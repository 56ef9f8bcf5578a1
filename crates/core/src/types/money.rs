//! Peso amounts.
//!
//! Money is a plain [`Decimal`] in Philippine pesos; there is no multi-currency
//! support because the backend has none.

use rust_decimal::Decimal;

/// Currency symbol shown in front of every amount.
pub const PESO_SIGN: char = '₱';

/// Format an amount for display, e.g. `₱1,250.00`.
///
/// ```
/// use rust_decimal::Decimal;
/// use segunda_mana_core::format_peso;
///
/// assert_eq!(format_peso(Decimal::new(125_050, 2)), "₱1,250.50");
/// assert_eq!(format_peso(Decimal::ZERO), "₱0.00");
/// ```
#[must_use]
pub fn format_peso(amount: Decimal) -> String {
    let fixed = format!("{:.2}", amount.round_dp(2).abs());
    let (whole, cents) = fixed.split_once('.').unwrap_or((fixed.as_str(), "00"));

    let mut grouped = String::with_capacity(whole.len() + whole.len() / 3);
    for (i, digit) in whole.chars().enumerate() {
        if i > 0 && (whole.len() - i) % 3 == 0 {
            grouped.push(',');
        }
        grouped.push(digit);
    }

    let sign = if amount.is_sign_negative() && !amount.is_zero() {
        "-"
    } else {
        ""
    };
    format!("{sign}{PESO_SIGN}{grouped}.{cents}")
}

#[cfg(test)]
#[allow(clippy::unwrap_used)]
mod tests {
    use super::*;

    #[test]
    fn test_groups_thousands() {
        assert_eq!(format_peso(Decimal::new(1_234_567, 0)), "₱1,234,567.00");
        assert_eq!(format_peso(Decimal::new(999, 0)), "₱999.00");
        assert_eq!(format_peso(Decimal::new(1000, 0)), "₱1,000.00");
    }

    #[test]
    fn test_rounds_to_centavos() {
        assert_eq!(format_peso(Decimal::new(19_999, 3)), "₱20.00");
    }

    #[test]
    fn test_negative() {
        assert_eq!(format_peso(Decimal::new(-5000, 2)), "-₱50.00");
    }
}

○ ○ ○ ○ ○

◆ About this exercise ◆
Repeat the material above exactly, beginning with its first line and ending with the line that holds "if i > 0 && (whole.len()", and leave out everything else.

◆ Written answer ◆
repository 56ef9f8bcf5578a1
filename crates/core/src/types/money.rs
//! Peso amounts.
//!
//! Money is a plain [`Decimal`] in Philippine pesos; there is no multi-currency
//! support because the backend has none.

use rust_decimal::Decimal;

/// Currency symbol shown in front of every amount.
pub const PESO_SIGN: char = '₱';

/// Format an amount for display, e.g. `₱1,250.00`.
///
/// ```
/// use rust_decimal::Decimal;
/// use segunda_mana_core::format_peso;
///
/// assert_eq!(format_peso(Decimal::new(125_050, 2)), "₱1,250.50");
/// assert_eq!(format_peso(Decimal::ZERO), "₱0.00");
/// ```
#[must_use]
pub fn format_peso(amount: Decimal) -> String {
    let fixed = format!("{:.2}", amount.round_dp(2).abs());
    let (whole, cents) = fixed.split_once('.').unwrap_or((fixed.as_str(), "00"));

    let mut grouped = String::with_capacity(whole.len() + whole.len() / 3);
    for (i, digit) in whole.chars().enumerate() {
        if i > 0 && (whole.len() - i) % 3 == 0 {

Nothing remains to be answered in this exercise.